Cada cuatro años votamos para que alguien nos gobierne. Esa es la parte de democracia que corresponde a los ciudadanos, el momento cuatrienal en que los partidos hacen sus promesas para convencernos de que con ellos vamos a vivir mejor. En las últimas generales el panorama económico previo a la cita electoral era tremendo, pavoroso, aunque no tan crítico y espantoso como lo es hoy tras los lamentables presupuestos. Necesitábamos urgentemente que nos arreglaran el desastre. Entonces nos dijeron que las soluciones sólo podían venir con un cambio de gobierno. Un gobierno popular que prometía no herir el bien supremo del bienestar social ni subir impuestos a la clase media ni abaratar los despidos laborales.

Pero el cambio de gobierno, en lugar de soluciones, trajo males peores, más pobreza, más paro, más recesión. Promesas rotas e incumplidas. En un escandaloso movimiento de regresión decimonónica, están machacando a los trabajadores con el despido casi libre. Les han subido los impuestos hasta a los pensionistas. Se está empezando a meter mano, por la vía de las privatizaciones y el copago, a la seguridad social, a la sanidad, a la educación; están tirando por tierra los logros sociales, conseguidos tras treinta y tantos años de esfuerzos. Y a los únicos que se les ha favorecido (además de a los banqueros) es a la gran patronal a la que se le ha entregado el poder decisorio absoluto.

Roto el idilio por infidelidad manifiesta de una de las partes (la más fuerte) debemos considerar que si la confianza que se entrega con el voto cada cuatro años es a cambio de un compromiso que debe cumplir el partido ganador, es lícito que esa confianza se retire totalmente si las promesas no sólo no se cumplen sino que se convierten en mentiras. De ahí el fiasco de la derecha en las elecciones andaluzas. Y de ahí que millones de ciudadanos salgan a la calle a decirle al Gobierno que esto es un atraco a mano armada contra el pueblo. Todos somos conscientes de que los brutales recortes sólo son defendidos ardorosamente por pregoneros y corifeos espléndidamente retribuidos a quienes no afectan nunca las crisis.

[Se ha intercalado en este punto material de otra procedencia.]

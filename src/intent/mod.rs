pub mod classify;
pub mod rules;
pub mod slots;
pub mod types;

pub use classify::IntentClassifier;
pub use types::{Intent, IntentMatch, RankedIntents};
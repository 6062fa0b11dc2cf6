use serde::{Deserialize, Serialize};

/// Symptom severity with canonical casing as stored in the `symptoms` table.
#[derive(Debug, Clone, Copy, PartialEq, Eq, Serialize, Deserialize)]
pub enum Severity {
    Mild,
    Moderate,
    Severe,
}

impl Severity {
    pub fn as_str(&self) -> &'static str {
        match self {
            Self::Mild => "Mild",
            Self::Moderate => "Moderate",
            Self::Severe => "Severe",
        }
    }

    /// Canonicalize free-text input, case-insensitively.
    ///
    /// Unrecognized input falls back to `Mild` — the most conservative
    /// reading of an answer we could not interpret. Never an error: the
    /// dialogue stores answers as given and defers validity to this step.
    pub fn from_input(s: &str) -> Self {
        match s.trim().to_lowercase().as_str() {
            "severe" | "bad" | "terrible" | "intense" | "unbearable" => Self::Severe,
            "moderate" | "medium" | "noticeable" => Self::Moderate,
            _ => Self::Mild,
        }
    }
}
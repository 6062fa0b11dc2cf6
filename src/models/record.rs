use serde::{Deserialize, Serialize};
use serde_json::{json, Value};

use super::enums::Severity;

#[derive(Debug, Clone, PartialEq, Serialize, Deserialize)]
pub struct SymptomRecord {
    pub description: String,
    pub start_date: String,
    pub severity: Severity,
    pub notes: Option<String>,
}

#[derive(Debug, Clone, PartialEq, Serialize, Deserialize)]
pub struct MedicationRecord {
    pub name: String,
    pub dosage: String,
    pub frequency: String,
    pub notes: Option<String>,
}

#[derive(Debug, Clone, PartialEq, Serialize, Deserialize)]
pub struct MoodRecord {
    pub mood: String,
    /// 1..=10 self-rating.
    pub rating: i64,
    pub notes: Option<String>,
}

#[derive(Debug, Clone, PartialEq, Serialize, Deserialize)]
pub struct DiaryRecord {
    pub title: String,
    pub content: String,
    pub tags: Vec<String>,
    pub notes: Option<String>,
}

/// A completed, normalized record ready for the persistence gateway.
///
/// One variant per collection schema. Produced in a single normalization
/// step at session completion so field access is typed everywhere past
/// that point.
#[derive(Debug, Clone, PartialEq, Serialize, Deserialize)]
pub enum HealthRecord {
    Symptom(SymptomRecord),
    Medication(MedicationRecord),
    Mood(MoodRecord),
    Diary(DiaryRecord),
}

impl HealthRecord {
    /// Destination table, exactly as the data service names it.
    pub fn table(&self) -> &'static str {
        match self {
            Self::Symptom(_) => "symptoms",
            Self::Medication(_) => "medications",
            Self::Mood(_) => "mood_entries",
            Self::Diary(_) => "diary_entries",
        }
    }

    /// Short human label for confirmation messages.
    pub fn label(&self) -> &'static str {
        match self {
            Self::Symptom(_) => "symptom",
            Self::Medication(_) => "medication",
            Self::Mood(_) => "mood entry",
            Self::Diary(_) => "diary entry",
        }
    }

    /// Flat field map handed to the gateway. Field names match the
    /// schema registry exactly; declined notes serialize as null.
    pub fn payload(&self) -> Value {
        match self {
            Self::Symptom(r) => json!({
                "description": r.description,
                "start_date": r.start_date,
                "severity": r.severity.as_str(),
                "notes": r.notes,
            }),
            Self::Medication(r) => json!({
                "name": r.name,
                "dosage": r.dosage,
                "frequency": r.frequency,
                "notes": r.notes,
            }),
            Self::Mood(r) => json!({
                "mood": r.mood,
                "rating": r.rating,
                "notes": r.notes,
            }),
            Self::Diary(r) => json!({
                "title": r.title,
                "content": r.content,
                "tags": r.tags,
                "notes": r.notes,
            }),
        }
    }

    /// The field interpolated into the "Saved ..." confirmation.
    pub fn headline(&self) -> &str {
        match self {
            Self::Symptom(r) => &r.description,
            Self::Medication(r) => &r.name,
            Self::Mood(r) => &r.mood,
            Self::Diary(r) => &r.title,
        }
    }
}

El mercado del trabajo ha degenerado hasta convertirse en un baratillo donde se trafica sin escrúpulo con la mano de obra, es decir con mercancía humana. Hay quien mantiene la teoría de que el neocapitalismo salvaje ha colocado unos hábiles peones en los puestos de mando de la economía internacional y de ciertos gobiernos para derribar desde dentro un sistema social que no le reporta los dividendos que necesita. ¿Teoría de la conspiración? Más bien teoría de la evidencia. ¿Cómo es que un alto ejecutivo, experto en el trasiego de capitales e intereses, deja de ganar (al menos oficialmente) cuatrocientos mil euros para pasar a cobrar setenta mil? ¿Sólo por la vanidad de gobernar o es que lo imponen como mandamás para cambiar el sistema hasta descorazonarlo? La respuesta nos la dará el próximo destino de estos personajes, una vez acabada su misión ejecutora. ¿Cómo es posible que sigan sin tocar el bolsillo a las grandes fortunas? ¿Cómo es que se atreven con una reforma social que ellos mismos califican de «excesivamente agresiva» y, en cambio, disimulan ante la posibilidad de una auténtica reforma financiera que haga fluir los créditos y reanime el consumo?

Al igual que en alguna otra ocasión, también hoy el artículo me sale demoledor a mi pesar. Mi intención inicial era escribir sobre la suerte que tienen quienes, trabajando en lo que les gusta, se ven estimulados con superávit de momentos felices. Su propia tarea añade vida a sus vidas. Pero, vista la angustia en que nos han metido, mejor renuncio a la inoportuna evocación de idílicas situaciones del pasado y denuncio el hecho ignominioso de que centenares de miles de currículos brillantes, logrados tras años de esfuerzo, no les sirven absolutamente de nada a los jóvenes de nuestro país. Doctores, licenciados, técnicos, especialistas, se ven obligados, si es que tienen esa suerte, a hacer tareas menores a precios irrisorios. Y si no, como amenazaba un destacado y sarcástico líder empresarial, a Laponia a buscarse la vida. Más de cien mil españoles se han visto obligados a emigrar últimamente por la desesperanza laboral en su propia tierra. Debería el Gobierno plantearse muy en serio si su prioridad es atender a los exquisitos de Europa, plegarse a sus inflexibles teorías del recorte, o mirar hacia su pueblo y defender la tesis de que se puede elegir otro camino menos doloroso. Y, sobre todo, tener en cuenta que aquí el silencio de los corderos es ya solamente el recuerdo de una película.